Binding of low density lipoprotein (LDL) to C-reactive protein (CRP): a possible binding through apolipoprotein B in LDL at phosphorylcholine-binding site of CRP.

Healthy human serum reacted with C-reactive protein of human (hCRP) or rat (rCRP) immobilized on Sepharose 4B in the presence of Ca2+. The bound serum proteins were eluted with 0.1 M ethylenediaminetetraacetic acid, trisodium salt (EDTA) dissolved in 10 mM Tris-HCl buffer, pH 8.0, containing 140 mM NaCl.

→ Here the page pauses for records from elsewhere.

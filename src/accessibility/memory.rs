//! In-memory accessibility provider
//!
//! Serves a desktop tree loaded from JSON or built in code. Used when no
//! accessibility bus is available and by the test suite.

use super::{AccessibilityProvider, AccessibleNode, ApplicationInfo, Role, StateSet};
use crate::{NvdaError, Result};
use log::{debug, info};
use std::fs;
use std::path::Path;

/// Provider backed by a desktop snapshot
pub struct MemoryProvider {
    desktop: AccessibleNode,
    initialized: bool,
    /// (node id, action) pairs performed so far
    performed: Vec<(String, String)>,
}

impl MemoryProvider {
    /// Wrap a desktop tree
    ///
    /// A root that is not a desktop is placed under an empty one.
    pub fn new(root: AccessibleNode) -> Self {
        let desktop = if root.role == Role::Desktop {
            root
        } else {
            AccessibleNode::new("desktop", Role::Desktop, "main").with_child(root)
        };
        Self {
            desktop,
            initialized: false,
            performed: Vec::new(),
        }
    }

    pub fn empty() -> Self {
        Self::new(AccessibleNode::new("desktop", Role::Desktop, "main"))
    }

    pub fn from_json(json: &str) -> Result<Self> {
        let root: AccessibleNode = serde_json::from_str(json)?;
        Ok(Self::new(root))
    }

    pub fn load(path: &Path) -> Result<Self> {
        debug!("Loading accessibility snapshot from {:?}", path);
        let content = fs::read_to_string(path)?;
        Self::from_json(&content)
    }

    pub fn desktop(&self) -> &AccessibleNode {
        &self.desktop
    }

    /// Replace a running application, or add it
    pub fn upsert_application(&mut self, app: AccessibleNode) {
        match self.desktop.children.iter_mut().find(|c| c.id == app.id) {
            Some(existing) => *existing = app,
            None => self.desktop.children.push(app),
        }
    }

    /// Move keyboard focus to the node with this id
    pub fn set_focus(&mut self, id: &str) -> Result<()> {
        if self.desktop.find_by_id(id).is_none() {
            return Err(NvdaError::Accessibility(format!("No node with id {}", id)));
        }
        clear_focus(&mut self.desktop);
        if let Some(node) = self.desktop.find_by_id_mut(id) {
            node.states.insert(StateSet::FOCUSED);
        }
        Ok(())
    }

    pub fn performed_actions(&self) -> &[(String, String)] {
        &self.performed
    }

    /// Desktop child holding the focused node
    fn focused_app_node(&self) -> Option<&AccessibleNode> {
        let focused = self.desktop.find_focused()?;
        let path = self.desktop.path_to(&focused.id)?;
        path.into_iter().find(|n| n.role == Role::Application)
    }
}

fn clear_focus(node: &mut AccessibleNode) {
    node.states.remove(StateSet::FOCUSED);
    for child in &mut node.children {
        clear_focus(child);
    }
}

/// Deepest visible node under the point; nodes without bounds are containers
fn hit_test(node: &AccessibleNode, x: i32, y: i32) -> Option<&AccessibleNode> {
    if let Some(bounds) = node.bounds {
        if !node.is_visible() || !bounds.contains(x, y) {
            return None;
        }
    }
    let deeper = node.children.iter().rev().find_map(|c| hit_test(c, x, y));
    match deeper {
        Some(found) => Some(found),
        None if node.bounds.is_some() => Some(node),
        None => None,
    }
}

impl AccessibilityProvider for MemoryProvider {
    fn initialize(&mut self) -> Result<()> {
        info!(
            "Memory accessibility provider ready with {} applications",
            self.desktop.children.len()
        );
        self.initialized = true;
        Ok(())
    }

    fn focused_node(&mut self) -> Result<Option<AccessibleNode>> {
        Ok(self.desktop.find_focused().cloned())
    }

    fn focused_application(&mut self) -> Result<Option<ApplicationInfo>> {
        Ok(self.focused_app_node().map(ApplicationInfo::from_node))
    }

    fn node_at_point(&mut self, x: i32, y: i32) -> Result<Option<AccessibleNode>> {
        Ok(hit_test(&self.desktop, x, y).cloned())
    }

    fn applications(&mut self) -> Result<Vec<ApplicationInfo>> {
        Ok(self
            .desktop
            .children
            .iter()
            .filter(|c| c.role == Role::Application)
            .map(ApplicationInfo::from_node)
            .collect())
    }

    fn perform_action(&mut self, node_id: &str, action: &str) -> Result<()> {
        let node = self
            .desktop
            .find_by_id(node_id)
            .ok_or_else(|| NvdaError::Accessibility(format!("No node with id {}", node_id)))?;

        if !node.actions.iter().any(|a| a == action) {
            return Err(NvdaError::Accessibility(format!(
                "{} has no action '{}'",
                node.name, action
            )));
        }

        debug!("Performing {} on {}", action, node_id);
        self.performed.push((node_id.to_string(), action.to_string()));
        Ok(())
    }

    fn window_title(&mut self) -> Result<Option<String>> {
        let Some(focused) = self.desktop.find_focused() else {
            return Ok(None);
        };
        Ok(self.desktop.path_to(&focused.id).and_then(|path| {
            path.into_iter()
                .filter(|n| n.role.is_window())
                .last()
                .map(|n| n.name.clone())
        }))
    }

    fn shutdown(&mut self) -> Result<()> {
        self.initialized = false;
        Ok(())
    }

    fn name(&self) -> &'static str {
        "memory"
    }
}
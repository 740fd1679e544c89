//! Punctuation and symbol processing for speech output
//!
//! Symbols are spoken by name once the configured punctuation level reaches
//! theirs, and runs of the same symbol are condensed ("====" becomes
//! "4 equals").

use crate::NvdaError;
use std::collections::HashMap;
use std::fmt;
use std::str::FromStr;

/// How much punctuation gets spoken
#[derive(Debug, Clone, Copy, PartialEq, Eq, PartialOrd, Ord, Default)]
pub enum PunctuationLevel {
    None,
    #[default]
    Some,
    Most,
    All,
}

impl PunctuationLevel {
    /// Lowest level at which `ch` is spoken by name
    pub fn of_symbol(ch: char) -> Option<PunctuationLevel> {
        match ch {
            '#' | '$' | '%' | '&' | '*' | '@' | '^' | '_' | '|' | '~' | '\\' | '/' | '<'
            | '>' | '=' | '+' => Some(PunctuationLevel::Some),
            '"' | '(' | ')' | '[' | ']' | '{' | '}' | '-' | '\'' | '`' => {
                Some(PunctuationLevel::Most)
            }
            '.' | ',' | ';' | ':' | '!' | '?' => Some(PunctuationLevel::All),
            _ => None,
        }
    }

    pub fn as_str(&self) -> &'static str {
        match self {
            PunctuationLevel::None => "none",
            PunctuationLevel::Some => "some",
            PunctuationLevel::Most => "most",
            PunctuationLevel::All => "all",
        }
    }
}

impl FromStr for PunctuationLevel {
    type Err = NvdaError;

    fn from_str(s: &str) -> Result<Self, Self::Err> {
        match s.trim().to_lowercase().as_str() {
            "none" => Ok(PunctuationLevel::None),
            "some" => Ok(PunctuationLevel::Some),
            "most" => Ok(PunctuationLevel::Most),
            "all" => Ok(PunctuationLevel::All),
            other => Err(NvdaError::Config(format!(
                "Unknown punctuation level: {}",
                other
            ))),
        }
    }
}

impl fmt::Display for PunctuationLevel {
    fn fmt(&self, f: &mut fmt::Formatter<'_>) -> fmt::Result {
        f.write_str(self.as_str())
    }
}

/// Replace symbols with their spoken names
///
/// A symbol is replaced when its level is at or below `level` and the
/// symbol table has a name for it. Repeated runs become "N name".
pub fn process_symbols(text: &str, level: PunctuationLevel, symbols: &HashMap<u32, String>) -> String {
    if level == PunctuationLevel::None || text.is_empty() {
        return text.to_string();
    }

    let mut result = String::with_capacity(text.len());
    let mut chars = text.chars().peekable();

    while let Some(ch) = chars.next() {
        let name = match PunctuationLevel::of_symbol(ch) {
            Some(needed) if needed <= level => symbols.get(&(ch as u32)),
            _ => None,
        };

        let Some(name) = name else {
            result.push(ch);
            continue;
        };

        // Regex has no backreferences, so count the run by hand
        let mut count = 1;
        while chars.peek() == Some(&ch) {
            chars.next();
            count += 1;
        }

        if count > 1 {
            result.push_str(&format!(" {} {} ", count, name));
        } else {
            result.push_str(&format!(" {} ", name));
        }
    }

    collapse_spaces(&result)
}

fn collapse_spaces(text: &str) -> String {
    text.split_whitespace().collect::<Vec<_>>().join(" ")
}

#[cfg(test)]
mod tests {
    use super::*;

    fn symbols() -> HashMap<u32, String> {
        let mut m = HashMap::new();
        m.insert('=' as u32, "equals".to_string());
        m.insert('.' as u32, "dot".to_string());
        m.insert('(' as u32, "left paren".to_string());
        m.insert('@' as u32, "at".to_string());
        m
    }

    #[test]
    fn test_condense_repeated() {
        let s = symbols();
        assert_eq!(process_symbols("====", PunctuationLevel::Some, &s), "4 equals");
        assert_eq!(process_symbols("a=b", PunctuationLevel::Some, &s), "a equals b");
    }

    #[test]
    fn test_levels() {
        let s = symbols();
        assert_eq!(process_symbols("x (y).", PunctuationLevel::Some, &s), "x (y).");
        assert_eq!(
            process_symbols("x (y).", PunctuationLevel::Most, &s),
            "x left paren y)."
        );
        assert_eq!(
            process_symbols("x (y).", PunctuationLevel::All, &s),
            "x left paren y) dot"
        );
        assert_eq!(process_symbols("me@home", PunctuationLevel::None, &s), "me@home");
    }

    #[test]
    fn test_parse_level() {
        assert_eq!("MOST".parse::<PunctuationLevel>().ok(), Some(PunctuationLevel::Most));
        assert!("loud".parse::<PunctuationLevel>().is_err());
        assert_eq!(PunctuationLevel::default(), PunctuationLevel::Some);
    }
}
//! Output modules built from configuration
//!
//! Uses temporary directories in place of sysfs, braille table files and
//! accessibility snapshots.

use nvda_linux::accessibility::{
    AccessibilityProvider, AccessibleNode, Bounds, MemoryProvider, Role, StateSet,
};
use nvda_linux::braille;
use nvda_linux::contrast::{self, Color, WcagLevel};
use nvda_linux::haptics;
use nvda_linux::state::config::Config;
use std::fs;
use tempfile::TempDir;

fn fake_sysfs() -> TempDir {
    let dir = TempDir::new().unwrap();
    let vib = dir.path().join("timed_output/vibrator");
    fs::create_dir_all(&vib).unwrap();
    fs::write(vib.join("enable"), "0").unwrap();
    dir
}

#[test]
fn test_haptics_from_config() {
    let sysfs = fake_sysfs();
    let mut config = Config::defaults();
    config.set("haptics", "device", &sysfs.path().to_string_lossy());
    config.set("haptics", "intensity", "0.5");
    config.set("haptics", "duration", "40");

    let mut controller = haptics::create_controller(&config).unwrap();
    assert_eq!(controller.intensity(), 0.5);
    assert_eq!(controller.duration(), 40);

    controller.connect().unwrap();
    assert!(controller.play("click").unwrap());
    controller.wait();
    let enable = sysfs.path().join("timed_output/vibrator/enable");
    assert_eq!(fs::read_to_string(&enable).unwrap(), "100");

    assert!(controller.stop().unwrap());
    assert_eq!(fs::read_to_string(&enable).unwrap(), "0");
}

#[test]
fn test_haptics_duration_clamped() {
    let sysfs = fake_sysfs();
    let mut config = Config::defaults();
    config.set("haptics", "device", &sysfs.path().to_string_lossy());
    config.set("haptics", "duration", "8589934592");

    let controller = haptics::create_controller(&config).unwrap();
    assert_eq!(controller.duration(), u32::MAX);
}

#[test]
fn test_haptics_without_device() {
    let empty = TempDir::new().unwrap();
    let mut config = Config::defaults();
    config.set("haptics", "device", &empty.path().to_string_lossy());
    assert!(haptics::create_controller(&config).is_err());
}

#[test]
fn test_braille_table_from_config() {
    let dir = TempDir::new().unwrap();
    let path = dir.path().join("mini.tbl");
    fs::write(&path, "# test table\na 1\nb 12\nspace 0\n").unwrap();

    let mut config = Config::defaults();
    config.set("braille", "translation_table", &path.to_string_lossy());
    config.set("braille", "cells", "20");

    let display = braille::create_display(&config, None).unwrap();
    assert_eq!(display.table().name(), "mini");
    assert_eq!(display.table().translate("ab a"), vec![0b1, 0b11, 0, 0b1]);
    assert_eq!(display.cells(), 20);
    assert!(!display.is_connected());
}

#[test]
fn test_braille_bad_table() {
    let mut config = Config::defaults();
    config.set("braille", "translation_table", "/nonexistent/table.tbl");
    assert!(braille::create_display(&config, None).is_err());

    config.set("braille", "translation_table", "builtin");
    config.set("braille", "display", "telepathy");
    assert!(braille::create_display(&config, None).is_err());
}

#[test]
fn test_snapshot_round_trip() {
    let shown = StateSet::VISIBLE | StateSet::SHOWING | StateSet::ENABLED;
    let mut send = AccessibleNode::new("send", Role::Button, "Send")
        .with_states(shown | StateSet::FOCUSED)
        .with_bounds(Bounds::new(500, 20, 60, 24));
    send.actions.push("click".to_string());
    let app = AccessibleNode::new("tb", Role::Application, "Thunderbird").with_child(
        AccessibleNode::new("compose", Role::Frame, "Write: Hello")
            .with_states(shown)
            .with_bounds(Bounds::new(0, 0, 800, 600))
            .with_child(send),
    );

    let dir = TempDir::new().unwrap();
    let path = dir.path().join("desktop.json");
    fs::write(&path, serde_json::to_string_pretty(&app).unwrap()).unwrap();

    let mut provider = MemoryProvider::load(&path).unwrap();
    provider.initialize().unwrap();
    assert_eq!(provider.focused_node().unwrap().map(|n| n.name), Some("Send".to_string()));
    assert_eq!(provider.window_title().unwrap().as_deref(), Some("Write: Hello"));
    assert_eq!(
        provider.node_at_point(510, 30).unwrap().map(|n| n.id),
        Some("send".to_string())
    );
    assert!(provider.find_application("THUNDERBIRD").unwrap().is_some());

    provider.perform_action("send", "click").unwrap();
    assert!(provider.perform_action("send", "expand").is_err());
    assert_eq!(provider.performed_actions().len(), 1);
}

#[test]
fn test_bad_snapshot() {
    let dir = TempDir::new().unwrap();
    let path = dir.path().join("broken.json");
    fs::write(&path, "{ not json").unwrap();
    assert!(MemoryProvider::load(&path).is_err());
    assert!(MemoryProvider::load(&dir.path().join("missing.json")).is_err());
}

#[test]
fn test_contrast_levels() {
    let black = Color::new(0, 0, 0);
    let white = Color::new(255, 255, 255);
    assert!(contrast::is_accessible(black, white, WcagLevel::AAA));

    let grey = Color::parse("#777777").unwrap();
    assert!(!contrast::is_accessible(grey, white, WcagLevel::AAA));
    assert!(Color::parse("not a color").is_err());
}
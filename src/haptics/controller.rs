//! Haptic playback
//!
//! Patterns play on a worker thread. Starting a new pattern, or `stop`,
//! cancels the running one through a shared flag.

use super::patterns::{HapticPattern, PatternLibrary};
use super::HapticDevice;
use crate::{NvdaError, Result};
use log::{debug, error, info, warn};
use std::sync::atomic::{AtomicBool, Ordering};
use std::sync::{Arc, Mutex};
use std::thread::{self, JoinHandle};
use std::time::{Duration, Instant};

/// Sleep granularity while waiting out a segment
const TICK: Duration = Duration::from_millis(5);

/// Intensities stepped through by `calibrate`
const CALIBRATION_STEPS: [f32; 4] = [0.25, 0.5, 0.75, 1.0];

/// Runtime settings
#[derive(Debug, Clone, Default, PartialEq)]
pub struct HapticSettings {
    pub intensity: Option<f32>,
    /// Pulse length for `test` and calibration, in ms
    pub duration: Option<u32>,
    pub patterns: Vec<(String, Vec<u32>)>,
}

/// One step of playback: vibrate (with intensity) or pause
#[derive(Debug, Clone, Copy, PartialEq)]
enum Step {
    Vibrate(u32, f32),
    Pause(u32),
}

fn steps_for(pattern: &HapticPattern, intensity: f32) -> Vec<Step> {
    pattern
        .segments()
        .iter()
        .enumerate()
        .map(|(i, &ms)| match i % 2 {
            0 => Step::Vibrate(ms, intensity),
            _ => Step::Pause(ms),
        })
        .collect()
}

type SharedDevice = Arc<Mutex<Box<dyn HapticDevice>>>;

struct Worker {
    cancel: Arc<AtomicBool>,
    handle: JoinHandle<()>,
    pattern: Vec<u32>,
    intensity: f32,
}

/// Waits `ms`, returning false when cancelled first
fn wait(ms: u32, cancel: &AtomicBool) -> bool {
    let deadline = Instant::now() + Duration::from_millis(ms as u64);
    while Instant::now() < deadline {
        if cancel.load(Ordering::Relaxed) {
            return false;
        }
        thread::sleep(TICK.min(deadline.saturating_duration_since(Instant::now())));
    }
    !cancel.load(Ordering::Relaxed)
}

fn play_steps(device: SharedDevice, steps: Vec<Step>, cancel: Arc<AtomicBool>) {
    for step in steps {
        if cancel.load(Ordering::Relaxed) {
            return;
        }
        let ms = match step {
            Step::Vibrate(ms, intensity) => {
                let result = match device.lock() {
                    Ok(mut dev) => dev.pulse(ms, intensity),
                    Err(_) => Err(NvdaError::Haptics("device lock poisoned".to_string())),
                };
                if let Err(e) = result {
                    error!("Haptic pulse failed: {}", e);
                    return;
                }
                ms
            }
            Step::Pause(ms) => ms,
        };
        if !wait(ms, &cancel) {
            return;
        }
    }
}

/// Plays patterns on a haptic device
pub struct HapticController {
    device: SharedDevice,
    library: PatternLibrary,
    connected: bool,
    intensity: f32,
    duration: u32,
    defaults: (f32, u32),
    worker: Option<Worker>,
}

impl HapticController {
    pub fn new(device: Box<dyn HapticDevice>, intensity: f32, duration: u32) -> Self {
        let intensity = intensity.clamp(0.0, 1.0);
        Self {
            device: Arc::new(Mutex::new(device)),
            library: PatternLibrary::new(),
            connected: false,
            intensity,
            duration,
            defaults: (intensity, duration),
            worker: None,
        }
    }

    fn with_device<T>(&self, f: impl FnOnce(&mut dyn HapticDevice) -> Result<T>) -> Result<T> {
        let mut dev = self
            .device
            .lock()
            .map_err(|_| NvdaError::Haptics("device lock poisoned".to_string()))?;
        f(&mut **dev)
    }

    pub fn connect(&mut self) -> Result<()> {
        self.with_device(|d| d.connect())?;
        self.connected = true;
        Ok(())
    }

    pub fn disconnect(&mut self) -> Result<()> {
        if !self.connected {
            return Ok(());
        }
        self.cancel_worker();
        self.connected = false;
        self.with_device(|d| d.disconnect())
    }

    pub fn is_connected(&self) -> bool {
        self.connected
    }

    pub fn intensity(&self) -> f32 {
        self.intensity
    }

    pub fn duration(&self) -> u32 {
        self.duration
    }

    pub fn library(&self) -> &PatternLibrary {
        &self.library
    }

    /// Is a pattern still playing?
    pub fn is_active(&self) -> bool {
        self.worker.as_ref().is_some_and(|w| !w.handle.is_finished())
    }

    /// Pattern and intensity of the playback started last, while it runs
    pub fn current(&self) -> Option<(&[u32], f32)> {
        self.worker
            .as_ref()
            .filter(|w| !w.handle.is_finished())
            .map(|w| (w.pattern.as_slice(), w.intensity))
    }

    /// Play raw on/off durations
    ///
    /// Returns false when disconnected, for an empty pattern or an
    /// intensity outside 0.0-1.0.
    pub fn vibrate(&mut self, pattern: &[u32], intensity: f32) -> Result<bool> {
        if !self.connected || !(0.0..=1.0).contains(&intensity) {
            return Ok(false);
        }
        let Ok(pattern) = HapticPattern::new(pattern.to_vec()) else {
            return Ok(false);
        };
        let steps = steps_for(&pattern, intensity);
        self.start(steps, pattern.segments().to_vec(), intensity)?;
        Ok(true)
    }

    /// Play a named pattern at the configured intensity
    pub fn play(&mut self, name: &str) -> Result<bool> {
        let pattern = self.library.get(name);
        self.vibrate(pattern.segments(), self.intensity)
    }

    /// Cancel playback and silence the motor
    pub fn stop(&mut self) -> Result<bool> {
        if !self.connected {
            return Ok(false);
        }
        self.cancel_worker();
        self.with_device(|d| d.stop())?;
        Ok(true)
    }

    /// Block until the current pattern has played
    pub fn wait(&mut self) {
        if let Some(worker) = self.worker.take() {
            let _ = worker.handle.join();
        }
    }

    /// `calibrate`, `reset`, `test` or `status`; anything else gives false
    pub fn execute_command(&mut self, command: &str) -> Result<bool> {
        if !self.connected {
            return Ok(false);
        }
        match command {
            "calibrate" => {
                let mut steps = Vec::new();
                for level in CALIBRATION_STEPS {
                    steps.push(Step::Vibrate(self.duration, level));
                    steps.push(Step::Pause(self.duration));
                }
                let pattern = vec![self.duration; steps.len()];
                self.start(steps, pattern, 1.0)?;
                Ok(true)
            }
            "reset" => {
                self.stop()?;
                (self.intensity, self.duration) = self.defaults;
                self.library = PatternLibrary::new();
                debug!("Haptic settings reset");
                Ok(true)
            }
            "test" => self.vibrate(&[self.duration], self.intensity),
            "status" => {
                let name = self.with_device(|d| Ok(d.name()))?;
                info!(
                    "Haptics: {} connected, intensity {:.2}, {} patterns, {}",
                    name,
                    self.intensity,
                    self.library.names().len(),
                    if self.is_active() { "playing" } else { "idle" }
                );
                Ok(true)
            }
            other => {
                warn!("Unknown haptic command: {}", other);
                Ok(false)
            }
        }
    }

    /// Apply settings; an out-of-range intensity or invalid pattern is an error
    pub fn configure(&mut self, settings: &HapticSettings) -> Result<bool> {
        if let Some(intensity) = settings.intensity {
            if !(0.0..=1.0).contains(&intensity) {
                return Err(NvdaError::Haptics(format!(
                    "Intensity {} outside 0.0-1.0",
                    intensity
                )));
            }
            self.intensity = intensity;
        }
        if let Some(duration) = settings.duration {
            self.duration = duration;
        }
        for (name, segments) in &settings.patterns {
            self.library.register(name, segments.clone())?;
        }
        Ok(true)
    }

    fn start(&mut self, steps: Vec<Step>, pattern: Vec<u32>, intensity: f32) -> Result<()> {
        self.cancel_worker();
        let cancel = Arc::new(AtomicBool::new(false));
        let device = self.device.clone();
        let flag = cancel.clone();
        let handle = thread::Builder::new()
            .name("haptics".to_string())
            .spawn(move || play_steps(device, steps, flag))?;
        self.worker = Some(Worker {
            cancel,
            handle,
            pattern,
            intensity,
        });
        Ok(())
    }

    fn cancel_worker(&mut self) {
        if let Some(worker) = self.worker.take() {
            worker.cancel.store(true, Ordering::Relaxed);
            let _ = worker.handle.join();
        }
    }
}

impl Drop for HapticController {
    fn drop(&mut self) {
        let _ = self.disconnect();
    }
}
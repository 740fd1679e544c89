//! Error types for NVDA-Linux

use std::io;
use thiserror::Error;

/// Main error type for NVDA-Linux
#[derive(Error, Debug)]
pub enum NvdaError {
    #[error("Configuration error: {0}")]
    Config(String),

    #[error("Speech synthesis error: {0}")]
    Speech(String),

    #[error("Braille error: {0}")]
    Braille(String),

    #[error("Haptic error: {0}")]
    Haptics(String),

    #[error("Audio error: {0}")]
    Audio(String),

    #[error("Accessibility error: {0}")]
    Accessibility(String),

    #[error("Input error: {0}")]
    Input(String),

    #[error("I/O error: {0}")]
    Io(#[from] io::Error),

    #[error("INI parse error: {0}")]
    IniParse(String),

    #[error("JSON error: {0}")]
    Json(#[from] serde_json::Error),

    #[error("{0}")]
    Other(String),
}

/// Result type alias for NVDA-Linux operations
pub type Result<T> = std::result::Result<T, NvdaError>;

impl From<String> for NvdaError {
    fn from(s: String) -> Self {
        NvdaError::Other(s)
    }
}

impl From<&str> for NvdaError {
    fn from(s: &str) -> Self {
        NvdaError::Other(s.to_string())
    }
}
//! Spelling and the phonetic alphabet
//!
//! Saying the focus twice spells it letter by letter; the NATO alphabet
//! disambiguates letters that sound alike.

use once_cell::sync::Lazy;
use std::collections::HashMap;

/// NATO phonetic alphabet
pub static PHONETICS: Lazy<HashMap<char, &'static str>> = Lazy::new(|| {
    [
        ('a', "alpha"),
        ('b', "bravo"),
        ('c', "charlie"),
        ('d', "delta"),
        ('e', "echo"),
        ('f', "foxtrot"),
        ('g', "golf"),
        ('h', "hotel"),
        ('i', "india"),
        ('j', "juliet"),
        ('k', "kilo"),
        ('l', "lima"),
        ('m', "mike"),
        ('n', "november"),
        ('o', "oscar"),
        ('p', "papa"),
        ('q', "quebec"),
        ('r', "romeo"),
        ('s', "sierra"),
        ('t', "tango"),
        ('u', "uniform"),
        ('v', "victor"),
        ('w', "whiskey"),
        ('x', "x ray"),
        ('y', "yankee"),
        ('z', "zulu"),
    ]
    .into_iter()
    .collect()
});

/// Phonetic word for a letter, case-insensitive
pub fn phonetic(ch: char) -> Option<&'static str> {
    ch.to_lowercase()
        .next()
        .and_then(|lower| PHONETICS.get(&lower).copied())
}

/// Spell text one character at a time
///
/// Upper-case letters are prefixed with "cap", spaces are spoken as "space".
pub fn spell(text: &str) -> Vec<String> {
    text.chars()
        .map(|ch| {
            if ch == ' ' {
                "space".to_string()
            } else if ch.is_uppercase() {
                format!("cap {}", ch.to_lowercase())
            } else {
                ch.to_string()
            }
        })
        .collect()
}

The eluted proteins from the hCRP column was found to be low density lipoprotein (LDL), 90% of its protein being apo B. The one from the rCRP column contained also apo B by 36.7%. The effect of phosphorylcholine (PC), phosphorylethanolamine, phosphorylserine, galactose and high density lipoprotein (HDL) on the binding of LDL and apo B to CRP was investigated by enzyme-linked immunosorbent assay. Among them, only PC strongly inhibited the binding. One of the two available mouse monoclonal antibodies to hCRP (#19), which interferes with the binding of PC to CRP molecule, prevented CRP from binding LDL or apo B. In contrast, the other antibody (#17), which does not affect the binding of PC to CRP, did not inhibit the binding of LDL or apo B to CRP. It was therefore concluded that LDL binds to CRP by apo B moiety at the PC-binding site of CRP molecule.